- Digital cover

EP by Jisoo
- Released: February 14, 2025
- Recorded: 2024
- Studios: BK (Seoul); Wavy Baby West (Los Angeles);
- Genre: Bubblegum pop
- Length: 12:14
- Languages: English; Korean;
- Labels: Blissoo; Warner;
- Producers: Blissoo; The Wavys;

Jisoo chronology
| Me (2023) | Amortage (2025) |  |

Singles from Amortage
- "Earthquake" Released: February 14, 2025;

= Amortage =

Amortage is the debut extended play by South Korean singer Jisoo. Released on February 14, 2025 by Blissoo and Warner Records, the EP marks Jisoo's first solo release after departing from YG Entertainment and Interscope Records in 2023. Consisting of four tracks in both Korean and English, it is a bubblegum pop record that explores the various stages of love.
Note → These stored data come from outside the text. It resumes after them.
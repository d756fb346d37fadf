//! Per-statement rewrite state filled in by the decorators.

use tracing::{error, trace};

use crate::error::{Error, Result};
use crate::route::RouteContext;
use crate::statement::StatementContext;
use crate::value::Value;

use super::parameter::ParameterBuilder;
use super::token::{SqlToken, TokenKind};

/// What generators and parameter rewriters see.
#[derive(Debug, Clone, Copy)]
pub struct GenerateContext<'c> {
    pub sql: &'c str,
    pub statement: &'c StatementContext,
    pub parameters: &'c [Value],
    pub route_context: &'c RouteContext,
}

pub trait SqlTokenGenerator {
    fn name(&self) -> &'static str;

    fn generate(&self, context: &GenerateContext<'_>) -> Result<Vec<SqlToken>>;
}

pub trait ParameterRewriter {
    fn is_need_rewrite(&self, statement: &StatementContext, route_context: &RouteContext) -> bool;

    fn rewrite(&self, builder: &mut ParameterBuilder, context: &GenerateContext<'_>) -> Result<()>;
}

pub struct SqlRewriteContext<'a> {
    sql: &'a str,
    statement: &'a StatementContext,
    parameters: &'a [Value],
    parameter_builder: ParameterBuilder,
    generators: Vec<Box<dyn SqlTokenGenerator + 'a>>,
    rewriters: Vec<Box<dyn ParameterRewriter + 'a>>,
    tokens: Vec<SqlToken>,
}

impl<'a> SqlRewriteContext<'a> {
    pub fn new(sql: &'a str, statement: &'a StatementContext, parameters: &'a [Value]) -> Self {
        Self {
            sql,
            statement,
            parameters,
            parameter_builder: ParameterBuilder::new(parameters),
            generators: Vec::new(),
            rewriters: Vec::new(),
            tokens: Vec::new(),
        }
    }

    pub fn sql(&self) -> &'a str {
        self.sql
    }

    pub fn statement(&self) -> &'a StatementContext {
        self.statement
    }

    pub fn parameters(&self) -> &'a [Value] {
        self.parameters
    }

    pub fn add_generator(&mut self, generator: impl SqlTokenGenerator + 'a) {
        self.generators.push(Box::new(generator));
    }

    /// Ignored when the statement has no parameters.
    pub fn add_parameter_rewriter(&mut self, rewriter: impl ParameterRewriter + 'a) {
        if !self.parameters.is_empty() {
            self.rewriters.push(Box::new(rewriter));
        }
    }

    pub fn parameter_builder(&self) -> &ParameterBuilder {
        &self.parameter_builder
    }

    pub fn tokens(&self) -> &[SqlToken] {
        &self.tokens
    }

    /// Runs parameter rewriters, then token generators, and leaves the tokens
    /// sorted, bounded and non-overlapping.
    pub fn generate(&mut self, route_context: &RouteContext) -> Result<()> {
        let context = GenerateContext {
            sql: self.sql,
            statement: self.statement,
            parameters: self.parameters,
            route_context,
        };
        for rewriter in &self.rewriters {
            if rewriter.is_need_rewrite(self.statement, route_context) {
                rewriter.rewrite(&mut self.parameter_builder, &context)?;
            }
        }
        let mut tokens = Vec::new();
        for generator in &self.generators {
            let generated = generator.generate(&context)?;
            trace!(generator = generator.name(), count = generated.len(), "tokens generated");
            tokens.extend(generated);
        }
        self.tokens = finalize(self.sql, tokens)?;
        Ok(())
    }
}

fn check_bounds(token: &SqlToken, sql: &str) -> Result<()> {
    let len = sql.len();
    let ranges =
        std::iter::once((token.start_index, token.stop_index)).chain(token.nested_ranges());
    for (start, stop) in ranges {
        if start > stop
            || stop >= len
            || !sql.is_char_boundary(start)
            || !sql.is_char_boundary(stop + 1)
        {
            error!(start, stop, len, "token out of bounds");
            return Err(Error::TokenOutOfBounds { start, stop, len });
        }
    }
    Ok(())
}

/// Folds tokens nested in an IN item or INSERT row into that item's text,
/// then sorts the rest and rejects overlaps.
pub(crate) fn finalize(sql: &str, tokens: Vec<SqlToken>) -> Result<Vec<SqlToken>> {
    for token in &tokens {
        check_bounds(token, sql)?;
    }
    let (mut containers, others): (Vec<SqlToken>, Vec<SqlToken>) =
        tokens.into_iter().partition(|t| !t.nested_ranges().is_empty());

    let mut result = Vec::with_capacity(containers.len() + others.len());
    let mut inner: Vec<Vec<SqlToken>> = vec![Vec::new(); containers.len()];
    for token in others {
        let owner = containers.iter().position(|c| {
            c.nested_ranges()
                .iter()
                .any(|(start, stop)| token.start_index >= *start && token.stop_index <= *stop)
        });
        match owner {
            Some(i) => inner[i].push(token),
            None => result.push(token),
        }
    }

    for (container, nested) in containers.iter_mut().zip(inner) {
        let items = match &mut container.kind {
            TokenKind::InPredicate { items } | TokenKind::InsertValues { rows: items } => items,
            _ => continue,
        };
        for item in items.iter_mut() {
            let mut nested_in_item: Vec<SqlToken> = nested
                .iter()
                .filter(|t| t.start_index >= item.start_index && t.stop_index <= item.stop_index)
                .cloned()
                .collect();
            nested_in_item.sort_by_key(|t| t.start_index);
            check_overlap(&nested_in_item)?;
            item.text = render(sql, item.start_index, item.stop_index, &nested_in_item);
        }
    }
    result.extend(containers);
    result.sort_by_key(|t| t.start_index);
    check_overlap(&result)?;
    Ok(result)
}

fn check_overlap(tokens: &[SqlToken]) -> Result<()> {
    for pair in tokens.windows(2) {
        let (first, second) = (&pair[0], &pair[1]);
        if second.start_index <= first.stop_index {
            error!(
                first_start = first.start_index,
                first_stop = first.stop_index,
                second_start = second.start_index,
                second_stop = second.stop_index,
                "overlapping rewrite tokens"
            );
            return Err(Error::TokenOverlap {
                first_start: first.start_index,
                first_stop: first.stop_index,
                second_start: second.start_index,
                second_stop: second.stop_index,
            });
        }
    }
    Ok(())
}

/// Text of `sql[start..=stop]` with unit-independent tokens applied.
fn render(sql: &str, start: usize, stop: usize, tokens: &[SqlToken]) -> String {
    let mut text = String::with_capacity(stop + 1 - start);
    let mut cursor = start;
    for token in tokens {
        text.push_str(&sql[cursor..token.start_index]);
        text.push_str(&token.to_text(None));
        cursor = token.stop_index + 1;
    }
    text.push_str(&sql[cursor..=stop]);
    text
}

#[cfg(test)]
mod tests {
    use super::*;
    use crate::datanode::DataNode;
    use crate::rewrite::token::{FilteredItem, UnitFilter};

    #[test]
    fn test_overlap_rejected() {
        let sql = "SELECT * FROM t_order";
        let tokens = vec![
            SqlToken::new(14, 20, TokenKind::Remove),
            SqlToken::new(10, 15, TokenKind::Remove),
        ];
        assert!(matches!(finalize(sql, tokens), Err(Error::TokenOverlap { .. })));
    }

    #[test]
    fn test_out_of_bounds_rejected() {
        let sql = "SELECT 1";
        let tokens = vec![SqlToken::new(7, 8, TokenKind::Remove)];
        assert_eq!(
            finalize(sql, tokens),
            Err(Error::TokenOutOfBounds { start: 7, stop: 8, len: 8 })
        );
    }

    #[test]
    fn test_nested_literal_folds_into_row() {
        let sql = "INSERT INTO t (a, b) VALUES (1, 'x'), (2, 'y')";
        let filter = UnitFilter::new("t", vec![DataNode::new("ds", "t_0")]);
        let rows = vec![
            FilteredItem::new(28, 35, filter.clone()),
            FilteredItem::new(38, 45, filter),
        ];
        let tokens = vec![
            SqlToken::new(42, 44, TokenKind::Literal { text: "'z'".to_string() }),
            SqlToken::new(28, 45, TokenKind::InsertValues { rows }),
        ];
        let tokens = finalize(sql, tokens).unwrap();
        assert_eq!(tokens.len(), 1);
        assert_eq!(tokens[0].to_text(None), "(1, 'x'), (2, 'z')");
    }
}
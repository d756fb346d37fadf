use tracing::Level;
use tracing_subscriber::fmt::time::SystemTime;
use tracing_subscriber::{fmt, prelude::*, EnvFilter, Registry};

/// Installs the global subscriber. `RUST_LOG` overrides `level`.
///
/// Returns false when a subscriber is already installed, which is normal in
/// tests and when the host application configures tracing itself.
pub fn init_logging(level: Level, json_output: bool) -> bool {
    let env_filter = EnvFilter::try_from_default_env()
        .unwrap_or_else(|_| EnvFilter::new(format!("sqlshard={},warn", level)));

    if json_output {
        let fmt_layer = fmt::layer()
            .json()
            .with_timer(SystemTime)
            .with_target(true)
            .with_file(true)
            .with_line_number(true)
            .with_thread_ids(true)
            .with_thread_names(true);

        Registry::default().with(env_filter).with(fmt_layer).try_init().is_ok()
    } else {
        let fmt_layer = fmt::layer()
            .with_timer(SystemTime)
            .with_target(true)
            .with_file(false)
            .with_line_number(false)
            .with_thread_ids(false)
            .with_thread_names(true);

        Registry::default().with(env_filter).with(fmt_layer).try_init().is_ok()
    }
}

#[cfg(test)]
mod tests {
    use super::*;

    #[test]
    fn test_second_init_is_rejected() {
        let _ = init_logging(Level::DEBUG, false);
        assert!(!init_logging(Level::INFO, true));
    }
}
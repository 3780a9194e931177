//! Translation of flat send parameters into the transmissions request body

use serde::Deserialize;
use serde_json::{json, Map, Value};
use tracing::warn;

use crate::domain::communication::transmissions::{ApiErrorRecord, SendParameters, SendResult};

/// A successful transmissions response
#[derive(Debug, Deserialize)]
pub(super) struct ResultsEnvelope {
    pub results: SendResult,
}

/// A failed transmissions response
#[derive(Debug, Default, Deserialize)]
pub(super) struct ErrorsEnvelope {
    #[serde(default)]
    pub errors: Vec<ApiErrorRecord>,
}

/// Build the `POST /transmissions` body from flat send parameters.
pub(super) fn transmission_body(params: &SendParameters) -> Value {
    let mut body = Map::new();
    let mut content = Map::new();
    let mut options = Map::new();

    for (key, value) in params.iter() {
        match key.as_str() {
            "recipients" => {
                body.insert("recipients".into(), recipients(value));
            }
            "from_email" => {
                content.insert("from".into(), value.clone());
            }
            "subject" | "text" | "html" | "reply_to" | "use_draft_template" => {
                content.insert(key.clone(), value.clone());
            }
            "template" => {
                content.insert("template_id".into(), value.clone());
            }
            "substitution_data" | "metadata" | "description" | "return_path" => {
                body.insert(key.clone(), value.clone());
            }
            "campaign" => {
                body.insert("campaign_id".into(), value.clone());
            }
            "track_opens" => {
                options.insert("open_tracking".into(), value.clone());
            }
            "track_clicks" => {
                options.insert("click_tracking".into(), value.clone());
            }
            "transactional" | "start_time" => {
                options.insert(key.clone(), value.clone());
            }
            _ => warn!(key = %key, "ignoring unknown transmission parameter"),
        }
    }

    body.insert("content".into(), Value::Object(content));

    if !options.is_empty() {
        body.insert("options".into(), Value::Object(options));
    }

    Value::Object(body)
}

fn recipients(value: &Value) -> Value {
    match value {
        Value::Array(items) => Value::Array(items.iter().map(recipient).collect()),
        single => Value::Array(vec![recipient(single)]),
    }
}

fn recipient(value: &Value) -> Value {
    match value {
        Value::String(email) => json!({"address": {"email": email}}),
        other => other.clone(),
    }
}
//! Mailer errors

use thiserror::Error;

use crate::domain::communication::transmissions::TransmissionError;

/// Mailer errors
#[derive(Debug, Error)]
pub enum MailerError {
    /// The message uses an envelope field the backend doesn't support
    #[error("The SparkPost mailer does not currently support {0}")]
    UnsupportedParam(&'static str),

    /// The message carries content the backend doesn't support
    #[error("{0}")]
    UnsupportedContent(String),

    /// Exactly one of `html` and `text` was given as an inline template
    #[error("Both 'html' and 'text' must be present in the SparkPost parameters")]
    InvalidInlineTemplate,

    /// SparkPost doesn't know the referenced stored template
    #[error("The stored template does not exist")]
    InvalidStoredTemplate(#[source] TransmissionError),

    /// Any other provider error
    #[error(transparent)]
    Provider(#[from] TransmissionError),

    /// Unknown error
    #[error(transparent)]
    UnknownError(anyhow::Error),
}

impl From<anyhow::Error> for MailerError {
    fn from(err: anyhow::Error) -> Self {
        MailerError::UnknownError(err)
    }
}

impl From<serde_json::Error> for MailerError {
    fn from(err: serde_json::Error) -> Self {
        MailerError::UnknownError(err.into())
    }
}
Amortage received positive reviews from critics for its versatile concept, dynamic production, and Jisoo's delivery. Upon release, the EP sold 385,501 in its first day in South Korea, breaking the record for the year's highest sales debut by a Korean soloist, and 523,318 copies in its first week. It debuted at number one on the Circle Album Chart, becoming Jisoo's second number-one album. The EP also charted in Croatia, Hungary, Japan, Portugal, Switzerland, and the US Top Album Sales chart. It has since been certified platinum by the Korea Music Content Association (KMCA) for selling 250,000 copies.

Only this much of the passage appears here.